## Script for automated Download of Sentinel-3 LST Data


### Create Environment and select Kernel

Before you run the script, you need to create the environment defined in the file sentinel_env.yml. Therefore, use Anaconda Promt following these steps:
- Open Anaconda Promt
- Write: "conda env create -n sentinel_env -f 'insert path to environment file ending with sentinel_env.yml'"
- Press Enter
- In the next line, write: "activate sentinel_env"
- Press Enter
- If the next line starts with (sentinel_env), you have been successful
- To create the kernel, write: „python -m ipykernel install --user --name sentinel_env --display-name sentinel_env_kernel“
- If you are having troubles, you can find help here: https://docs.conda.io/projects/conda/en/4.6.0/user-guide/troubleshooting.html
- ...and useful commands here: https://docs.conda.io/projects/conda/en/4.6.0/_downloads/52a95608c49671267e40c689e0bc00ca/conda-cheatsheet.pdf
- In Jupiter Notebook, click kernel in the menu bar, select change kernel, choose sentinel_env_kernel
- If it says sentinle_env_kernel in the upper right corner, you are ready to run the script!

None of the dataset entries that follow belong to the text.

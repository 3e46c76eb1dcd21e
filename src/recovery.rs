// Copyright (c) 2024-present, fjall-rs
// This source code is licensed under both the Apache 2.0 and MIT License
// (found in the LICENSE-* files in the repository)

//! Rebuilds an [`Index`] from the run files left on disk, and garbage
//! collects files that no longer belong to any live range.
//!
//! Run files are named `<range_id>.<run_id>.run`. Unlike a manifest-based
//! engine, a range's key bounds are never persisted directly - they are
//! reconstructed from the union of its runs' `[min_key, max_key]` spans,
//! then stitched against neighboring ranges so the tree tiles the whole key
//! space with no gaps.

use crate::{
    descriptor_table::FileDescriptorTable,
    fs::{FileSystem, StdFileSystem},
    index::Index,
    range::Range,
    run::{id::RangeId, Run},
    Error, Result, UserKey,
};
use std::{
    collections::BTreeMap,
    ops::Bound,
    path::{Path, PathBuf},
    sync::Arc,
};

struct RunDescriptor {
    range_id: RangeId,
    run_id: u64,
    path: PathBuf,
}

/// Parses a `<range_id>.<run_id>.run` file name. Returns `None` for anything
/// else found in the directory (stray files are left alone).
fn parse_run_file(path: &Path) -> Option<RunDescriptor> {
    let name = path.file_name()?.to_str()?;
    let mut parts = name.split('.');

    let range_id = parts.next()?.parse().ok()?;
    let run_id = parts.next()?.parse().ok()?;

    if parts.next() != Some("run") || parts.next().is_some() {
        return None;
    }

    Some(RunDescriptor {
        range_id,
        run_id,
        path: path.to_path_buf(),
    })
}

struct RangeSpan {
    range_id: RangeId,
    min_key: UserKey,
    max_key: UserKey,
    /// Newest first, matching [`Range::runs`]'s convention.
    runs: Vec<Arc<Run>>,
}

impl RangeSpan {
    fn overlaps(&self, other: &Self) -> bool {
        self.min_key <= other.max_key && other.min_key <= self.max_key
    }
}

fn scan_run_files(dir: &Path) -> Result<Vec<RunDescriptor>> {
    Ok(StdFileSystem::read_dir(dir)?
        .into_iter()
        .filter(|entry| !entry.is_dir())
        .filter_map(|entry| parse_run_file(entry.path()))
        .collect())
}

fn load_range(
    range_id: RangeId,
    mut descriptors: Vec<RunDescriptor>,
    descriptor_table: &Arc<FileDescriptorTable>,
) -> Result<RangeSpan> {
    descriptors.sort_by_key(|d| d.run_id);

    for (expected, descriptor) in descriptors.iter().enumerate() {
        #[allow(clippy::cast_possible_truncation)]
        if descriptor.run_id != expected as u64 {
            log::error!(
                "range {range_id} is missing run {expected}, found {} runs on disk",
                descriptors.len()
            );
            return Err(Error::Unrecoverable);
        }
    }

    let mut runs = Vec::with_capacity(descriptors.len());
    for descriptor in &descriptors {
        let run = Run::recover(
            &descriptor.path,
            range_id,
            descriptor.run_id,
            descriptor_table.clone(),
        )?;
        runs.push(Arc::new(run));
    }

    let min_key = runs
        .iter()
        .map(|r| r.metadata().min_key.clone())
        .min()
        .ok_or(Error::Unrecoverable)?;
    let max_key = runs
        .iter()
        .map(|r| r.metadata().max_key.clone())
        .max()
        .ok_or(Error::Unrecoverable)?;

    // Newest run has the highest id; `Range::runs` expects newest first.
    runs.reverse();

    Ok(RangeSpan {
        range_id,
        min_key,
        max_key,
        runs,
    })
}

/// Drops ranges whose key span is already fully covered by a more recently
/// created range, per the "prefer newest range ids, discard older overlaps"
/// rule for a range left over from a compaction split that crashed before
/// its predecessor's files were unlinked.
fn resolve_overlaps(mut spans: Vec<RangeSpan>) -> Vec<RangeSpan> {
    spans.sort_by_key(|s| std::cmp::Reverse(s.range_id));

    let mut accepted: Vec<RangeSpan> = Vec::new();

    for span in spans {
        if accepted.iter().any(|a| a.overlaps(&span)) {
            log::warn!(
                "range {} overlaps a more recent range, discarding as a stale compaction predecessor",
                span.range_id
            );
            continue;
        }

        accepted.push(span);
    }

    accepted.sort_by(|a, b| a.min_key.cmp(&b.min_key));
    accepted
}

/// Rebuilds an [`Index`] from the run files found under `dir`.
///
/// # Errors
///
/// Returns [`Error::Unrecoverable`] if a range is missing an expected run
/// file, or if an underlying run file fails to open or validate.
pub fn recover(dir: &Path, descriptor_table: &Arc<FileDescriptorTable>) -> Result<Index> {
    let descriptors = scan_run_files(dir)?;

    let mut by_range: BTreeMap<RangeId, Vec<RunDescriptor>> = BTreeMap::new();
    for descriptor in descriptors {
        by_range.entry(descriptor.range_id).or_default().push(descriptor);
    }

    let mut spans = Vec::with_capacity(by_range.len());
    for (range_id, descriptors) in by_range {
        spans.push(load_range(range_id, descriptors, descriptor_table)?);
    }

    if spans.is_empty() {
        return Ok(Index::new());
    }

    let spans = resolve_overlaps(spans);
    let n = spans.len();

    let mut ranges = Vec::with_capacity(n);

    for (i, span) in spans.into_iter().enumerate() {
        let begin = if i == 0 {
            Bound::Unbounded
        } else {
            Bound::Included(span.min_key.clone())
        };

        let range = Arc::new(Range::new(span.range_id, begin, Bound::Unbounded));
        let run_count = span.runs.len();

        #[allow(clippy::cast_possible_truncation)]
        let next_run_id = run_count as u64;
        range.recover_runs(span.runs, next_run_id);

        ranges.push(range);
    }

    // Second pass: each range's `end` is its successor's `begin`; the last
    // range's `end` stays `Unbounded` (already set above).
    for i in 0..n.saturating_sub(1) {
        let Some(next_begin) = (match &ranges[i + 1].begin {
            Bound::Included(key) | Bound::Excluded(key) => Some(key.clone()),
            Bound::Unbounded => None,
        }) else {
            continue;
        };

        ranges[i] = Arc::new(Range::new(
            ranges[i].id,
            ranges[i].begin.clone(),
            Bound::Excluded(next_begin),
        ));
    }

    Ok(Index::from_ranges(ranges))
}

/// Unlinks every run file under `dir` that does not belong to a range
/// currently present in `index`. Safe to run only after a successful
/// checkpoint, since it trusts `index` as the complete set of live ranges.
///
/// # Errors
///
/// Returns an error if the directory cannot be scanned or a stale file
/// cannot be removed.
pub fn gc(dir: &Path, index: &Index) -> Result<usize> {
    let live: std::collections::HashSet<RangeId> = index.ranges().iter().map(|r| r.id).collect();

    let mut removed = 0;
    for descriptor in scan_run_files(dir)? {
        if !live.contains(&descriptor.range_id) {
            log::info!("gc: removing orphaned run file {:?}", descriptor.path);
            StdFileSystem::remove_file(&descriptor.path)?;
            removed += 1;
        }
    }

    Ok(removed)
}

Please note, that the environment works for Windows only.

In [1]:
# Import necessary libraries
import os
import re
import json
import requests
import pandas as pd
import geopandas as gpd

from shapely import wkt, Polygon
from sentinelsat import read_geojson
from datetime import date, datetime, timedelta
from requests.exceptions import ChunkedEncodingError

### Defining important Variables

The user needs to specify the following variables:
- username: The username for the Copernicus Open Dataspace login.
- password: The password for the Copernicus Open Dataspace login.
- kenya_aoi: The corner coordinates of the bounding box (Polygon - Extend Area) of the aoi.
- collection_product: The name of the Sentinel collection product (for LST: "SL_2_LST", for SYN: "SY_2_SYN").
- start_date: The start date of the desired aquisition period.
- end_date: The end date of the desired aquisition period.
- start_time: The start time for the LST Daytime aquisitions.
- end_time: The end time for the LST Daytime aquisitions.
- output_dir: The path to the directory to store the downloaded Sentinel zip-files.

In [2]:
# Copernicus Data Space credentials
#username = "example@email.de"
#password = "Password"

username = "kiwi@rssgmbh.de"
password = "1WNHO8D8GeSNNtoflQZX!"

In [3]:
# kenya_aoi = "POLYGON ((33.9095878601073650 -4.7204170227049644, 41.8875236511230540 -4.7204170227049644, 41.8875236511230540 4.6338191032410290, 33.9095878601073650 4.6338191032410290, 33.9095878601073650 -4.7204170227049644))"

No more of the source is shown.